On 2025-11-29 15:30, Jason Merrill wrote:

> Once we enter cp_parser_placeholder_type_specifier with
> parser->auto_is_implicit_function_template_parm_p we know we're dealing with
> an abbreviated function template, no need to wait until we actually see the
> 'auto'.
> 
> > > In the meantime I think it'd be good to document in tsubst_expr that
> > > TARGET_EXPR is deliberately not handled since it's not a valid templated
> > > tree.
> 
> Indeed.  Perhaps with a separate gcc_unreachable case.

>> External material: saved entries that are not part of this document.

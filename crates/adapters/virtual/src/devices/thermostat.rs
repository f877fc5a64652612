//! Virtual thermostat: simulated hardware behind a [`Thermostat`] binding.

use std::sync::{Arc, Mutex, MutexGuard, PoisonError};

use cloudlink_app::device::Device;
use cloudlink_app::ports::EventSink;
use cloudlink_app::thermostat::Thermostat;
use cloudlink_domain::id::DeviceId;
use cloudlink_domain::payload::Payload;

/// Modes the simulated hardware accepts.
pub const SUPPORTED_MODES: [&str; 5] = ["AUTO", "COOL", "HEAT", "ECO", "OFF"];

/// Snapshot of the simulated hardware.
#[derive(Debug, Clone, PartialEq)]
pub struct ThermostatState {
    pub power: bool,
    pub target_temperature: f32,
    pub mode: String,
    pub current_temperature: f32,
    pub humidity: Option<f32>,
}

impl ThermostatState {
    fn new(initial_temperature: f32) -> Self {
        Self {
            power: false,
            target_temperature: initial_temperature,
            mode: "AUTO".to_string(),
            current_temperature: initial_temperature,
            humidity: None,
        }
    }
}

/// A simulated thermostat.
///
/// Cloud actions update the simulated state through the registered
/// callbacks; the `turn_dial`, `select_mode` and `press_power` methods model
/// someone operating the device and report the change as an event.
pub struct VirtualThermostat<S> {
    thermostat: Thermostat<S>,
    state: Arc<Mutex<ThermostatState>>,
}

impl<S: EventSink> VirtualThermostat<S> {
    /// Wire the simulated hardware into `thermostat`'s callbacks.
    ///
    /// Any callbacks already registered on `thermostat` are replaced.
    pub fn new(mut thermostat: Thermostat<S>, initial_temperature: f32) -> Self {
        let state = Arc::new(Mutex::new(ThermostatState::new(initial_temperature)));

        let s = Arc::clone(&state);
        thermostat.on_power_state(move |device_id, power| {
            lock(&s).power = *power;
            tracing::info!(%device_id, power = *power, "power state set");
            true
        });

        let s = Arc::clone(&state);
        thermostat.on_target_temperature(move |device_id, temperature| {
            lock(&s).target_temperature = *temperature;
            tracing::info!(%device_id, temperature = *temperature, "target temperature set");
            true
        });

        let s = Arc::clone(&state);
        thermostat.on_adjust_target_temperature(move |device_id, delta| {
            let mut st = lock(&s);
            st.target_temperature += *delta;
            tracing::info!(%device_id, delta = *delta, target = st.target_temperature, "target temperature adjusted");
            // Echo the resulting absolute target.
            *delta = st.target_temperature;
            true
        });

        let s = Arc::clone(&state);
        thermostat.on_thermostat_mode(move |device_id, mode| {
            let Some(normalized) = normalize_mode(mode) else {
                tracing::warn!(%device_id, %mode, "unsupported thermostat mode");
                return false;
            };
            lock(&s).mode.clone_from(&normalized);
            tracing::info!(%device_id, mode = %normalized, "thermostat mode set");
            *mode = normalized;
            true
        });

        Self { thermostat, state }
    }

    /// The underlying binding.
    #[must_use]
    pub fn thermostat(&self) -> &Thermostat<S> {
        &self.thermostat
    }

    #[must_use]
    pub fn id(&self) -> &DeviceId {
        self.thermostat.id()
    }

    /// Current simulated state.
    #[must_use]
    pub fn state(&self) -> ThermostatState {
        lock(&self.state).clone()
    }

    /// Record a new sensor reading.
    pub fn set_reading(&self, temperature: f32, humidity: Option<f32>) {
        let mut st = lock(&self.state);
        st.current_temperature = temperature;
        st.humidity = humidity;
    }

    /// Report the current reading as a periodic `currentTemperature` event.
    pub fn poll(&self) -> bool {
        let (temperature, humidity) = {
            let st = lock(&self.state);
            (st.current_temperature, st.humidity)
        };
        self.thermostat.send_temperature_event(temperature, humidity)
    }

    /// Turn the dial by `delta` degrees and report the new target.
    pub fn turn_dial(&self, delta: f32) -> bool {
        let target = {
            let mut st = lock(&self.state);
            st.target_temperature += delta;
            st.target_temperature
        };
        self.thermostat.send_target_temperature_event(target)
    }

    /// Select a mode on the device and report it.
    ///
    /// Returns `false` without changing anything if the mode is unsupported.
    pub fn select_mode(&self, mode: &str) -> bool {
        let Some(normalized) = normalize_mode(mode) else {
            return false;
        };
        lock(&self.state).mode.clone_from(&normalized);
        self.thermostat.send_thermostat_mode_event(&normalized)
    }

    /// Toggle power on the device and report it.
    pub fn press_power(&self) -> bool {
        let power = {
            let mut st = lock(&self.state);
            st.power = !st.power;
            st.power
        };
        self.thermostat.send_power_state_event(power)
    }
}

impl<S: EventSink + Send + Sync> Device for VirtualThermostat<S> {
    fn device_id(&self) -> &DeviceId {
        self.thermostat.id()
    }

    fn handle_request(
        &self,
        device_id: &str,
        action: &str,
        request: &Payload,
        response: &mut Payload,
    ) -> bool {
        self.thermostat
            .handle_request(device_id, action, request, response)
    }
}

fn normalize_mode(mode: &str) -> Option<String> {
    let upper = mode.to_uppercase();
    SUPPORTED_MODES.contains(&upper.as_str()).then_some(upper)
}

fn lock(state: &Mutex<ThermostatState>) -> MutexGuard<'_, ThermostatState> {
    state.lock().unwrap_or_else(PoisonError::into_inner)
}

Thanks for the input Jason!

I tried this in cp_parser_simple_type_specifier but the lambda still
becomes a TARGET_EXPR:

+         if (parser->auto_is_implicit_function_template_parm_p)
+           ++processing_template_decl;

          cp_parser_parse_tentatively (parser);

          type = cp_parser_template_id (parser,
                                        /*template_keyword_p=*/false,
                                        /*check_dependency_p=*/true,
                                        none_type,
                                        /*is_declaration=*/false);

+         if (parser->auto_is_implicit_function_template_parm_p)
+           --processing_template_decl;

Additionally, when cp_parser_placeholder_type_specifier receives the 
TEMPLATE_ID_EXPR, it already contains the semantic TARGET_EXPR tree.

I looked around for alternative fixes, but I'm not sure how to force the
lambda to be parsed as a syntactic tree, or how to convert the current 
TARGET_EXPR tree into a syntactic form.

Any suggestions on the right approach?